Data records
◇ ◇ ◇ ◇

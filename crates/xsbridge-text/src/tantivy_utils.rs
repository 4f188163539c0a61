use anyhow::{anyhow, Result};
use tantivy::schema::{Field, IndexRecordOption, Schema, TextFieldIndexing, TextOptions, Value, FAST, INDEXED, STORED, STRING};
use tantivy::tokenizer::{LowerCaser, RemoveLongFilter, SimpleTokenizer, TextAnalyzer};
use tantivy::{Index, TantivyDocument};
use tracing::debug;

use xsbridge_core::schema::{CollectionSchema, FieldKind, FieldSection, IndexMode, Tokenizer};
use xsbridge_core::types::{Document, FieldValue};

/// Analyzer used for word-segmented fields.
pub const WORDS_TOKENIZER: &str = "xs_words";

pub fn build_schema(collection: &CollectionSchema) -> Schema {
	let mut schema_builder = Schema::builder();
	for section in &collection.fields {
		match section.kind {
			Some(FieldKind::Identifier) => { schema_builder.add_text_field(&section.name, STRING | STORED); }
			Some(FieldKind::Numeric) if is_indexed(section) => { schema_builder.add_f64_field(&section.name, INDEXED | STORED | FAST); }
			Some(FieldKind::Numeric) => { schema_builder.add_f64_field(&section.name, STORED | FAST); }
			_ => { schema_builder.add_text_field(&section.name, text_options(section)); }
		}
	}
	schema_builder.build()
}

fn is_indexed(section: &FieldSection) -> bool {
	section.effective_index() != IndexMode::None && section.tokenizer != Some(Tokenizer::None)
}

fn text_options(section: &FieldSection) -> TextOptions {
	let stored = TextOptions::default().set_stored();
	if !is_indexed(section) { return stored; }
	let indexing = match section.tokenizer {
		Some(Tokenizer::Full) => TextFieldIndexing::default().set_tokenizer("raw").set_index_option(IndexRecordOption::Basic),
		_ => TextFieldIndexing::default().set_tokenizer(WORDS_TOKENIZER).set_index_option(IndexRecordOption::WithFreqsAndPositions),
	};
	stored.set_indexing_options(indexing)
}

pub fn register_tokenizer(index: &Index) {
	let tokenizer = TextAnalyzer::builder(SimpleTokenizer::default())
		.filter(RemoveLongFilter::limit(40))
		.filter(LowerCaser)
		.build();
	index.tokenizers().register(WORDS_TOKENIZER, tokenizer);
}

#[derive(Debug, Clone)]
pub struct FieldLayout {
	pub name: String,
	pub field: Field,
	pub numeric: bool,
}

/// Tantivy handles for the fields of one collection.
#[derive(Debug, Clone)]
pub struct CollectionLayout {
	pub key_name: String,
	pub key: Field,
	pub fields: Vec<FieldLayout>,
	/// Fields searched by unprefixed query terms.
	pub default_fields: Vec<Field>,
	pub title: Option<Field>,
}

impl CollectionLayout {
	pub fn new(collection: &CollectionSchema, schema: &Schema) -> Result<Self> {
		let key_name = collection.key_field().name.clone();
		let key = schema.get_field(&key_name)?;
		let mut fields = Vec::with_capacity(collection.fields.len());
		let mut default_fields = Vec::new();
		let mut title = None;
		for section in &collection.fields {
			let field = schema.get_field(&section.name)?;
			let numeric = section.kind == Some(FieldKind::Numeric);
			let unprefixed = matches!(section.effective_index(), IndexMode::Mixed | IndexMode::Both);
			if unprefixed && !numeric && is_indexed(section) { default_fields.push(field); }
			if section.kind == Some(FieldKind::Title) { title = Some(field); }
			fields.push(FieldLayout { name: section.name.clone(), field, numeric });
		}
		Ok(Self { key_name, key, fields, default_fields, title })
	}

	pub fn field(&self, name: &str) -> Option<&FieldLayout> { self.fields.iter().find(|f| f.name == name) }
}

pub fn to_tantivy_doc(layout: &CollectionLayout, doc: &Document) -> Result<TantivyDocument> {
	let mut out = TantivyDocument::default();
	for (name, value) in doc.fields() {
		let Some(field) = layout.field(name) else {
			debug!(field = %name, "skipping undeclared document field");
			continue;
		};
		if field.numeric {
			let number = value.as_f64().ok_or_else(|| anyhow!("field '{}' expects a numeric value, got '{}'", name, value))?;
			out.add_f64(field.field, number);
		} else {
			out.add_text(field.field, value.to_string());
		}
	}
	Ok(out)
}

pub fn from_tantivy_doc(layout: &CollectionLayout, doc: &TantivyDocument) -> Document {
	let mut out = Document::new();
	for f in &layout.fields {
		let value = if f.numeric {
			doc.get_first(f.field).and_then(|v| v.as_f64()).map(number_value)
		} else {
			doc.get_first(f.field).and_then(|v| v.as_str()).map(FieldValue::from)
		};
		if let Some(value) = value { out.insert(f.name.clone(), value); }
	}
	out
}

/// Whole numbers come back as integers, as they were most likely sent.
fn number_value(n: f64) -> FieldValue {
	if n.fract() == 0.0 && n.abs() < 9.0e15 { FieldValue::Integer(n as i64) } else { FieldValue::Float(n) }
}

◇ ◇ ◇ ◇

- Action item
Find the line that contains "if unprefixed &&". Restate it and all lines after it exactly, ending with the final line of the data.

- Finished exercise
			if unprefixed && !numeric && is_indexed(section) { default_fields.push(field); }
			if section.kind == Some(FieldKind::Title) { title = Some(field); }
			fields.push(FieldLayout { name: section.name.clone(), field, numeric });
		}
		Ok(Self { key_name, key, fields, default_fields, title })
	}

	pub fn field(&self, name: &str) -> Option<&FieldLayout> { self.fields.iter().find(|f| f.name == name) }
}

pub fn to_tantivy_doc(layout: &CollectionLayout, doc: &Document) -> Result<TantivyDocument> {
	let mut out = TantivyDocument::default();
	for (name, value) in doc.fields() {
		let Some(field) = layout.field(name) else {
			debug!(field = %name, "skipping undeclared document field");
			continue;
		};
		if field.numeric {
			let number = value.as_f64().ok_or_else(|| anyhow!("field '{}' expects a numeric value, got '{}'", name, value))?;
			out.add_f64(field.field, number);
		} else {
			out.add_text(field.field, value.to_string());
		}
	}
	Ok(out)
}

pub fn from_tantivy_doc(layout: &CollectionLayout, doc: &TantivyDocument) -> Document {
	let mut out = Document::new();
	for f in &layout.fields {
		let value = if f.numeric {
			doc.get_first(f.field).and_then(|v| v.as_f64()).map(number_value)
		} else {
			doc.get_first(f.field).and_then(|v| v.as_str()).map(FieldValue::from)
		};
		if let Some(value) = value { out.insert(f.name.clone(), value); }
	}
	out
}

/// Whole numbers come back as integers, as they were most likely sent.
fn number_value(n: f64) -> FieldValue {
	if n.fract() == 0.0 && n.abs() < 9.0e15 { FieldValue::Integer(n as i64) } else { FieldValue::Float(n) }
}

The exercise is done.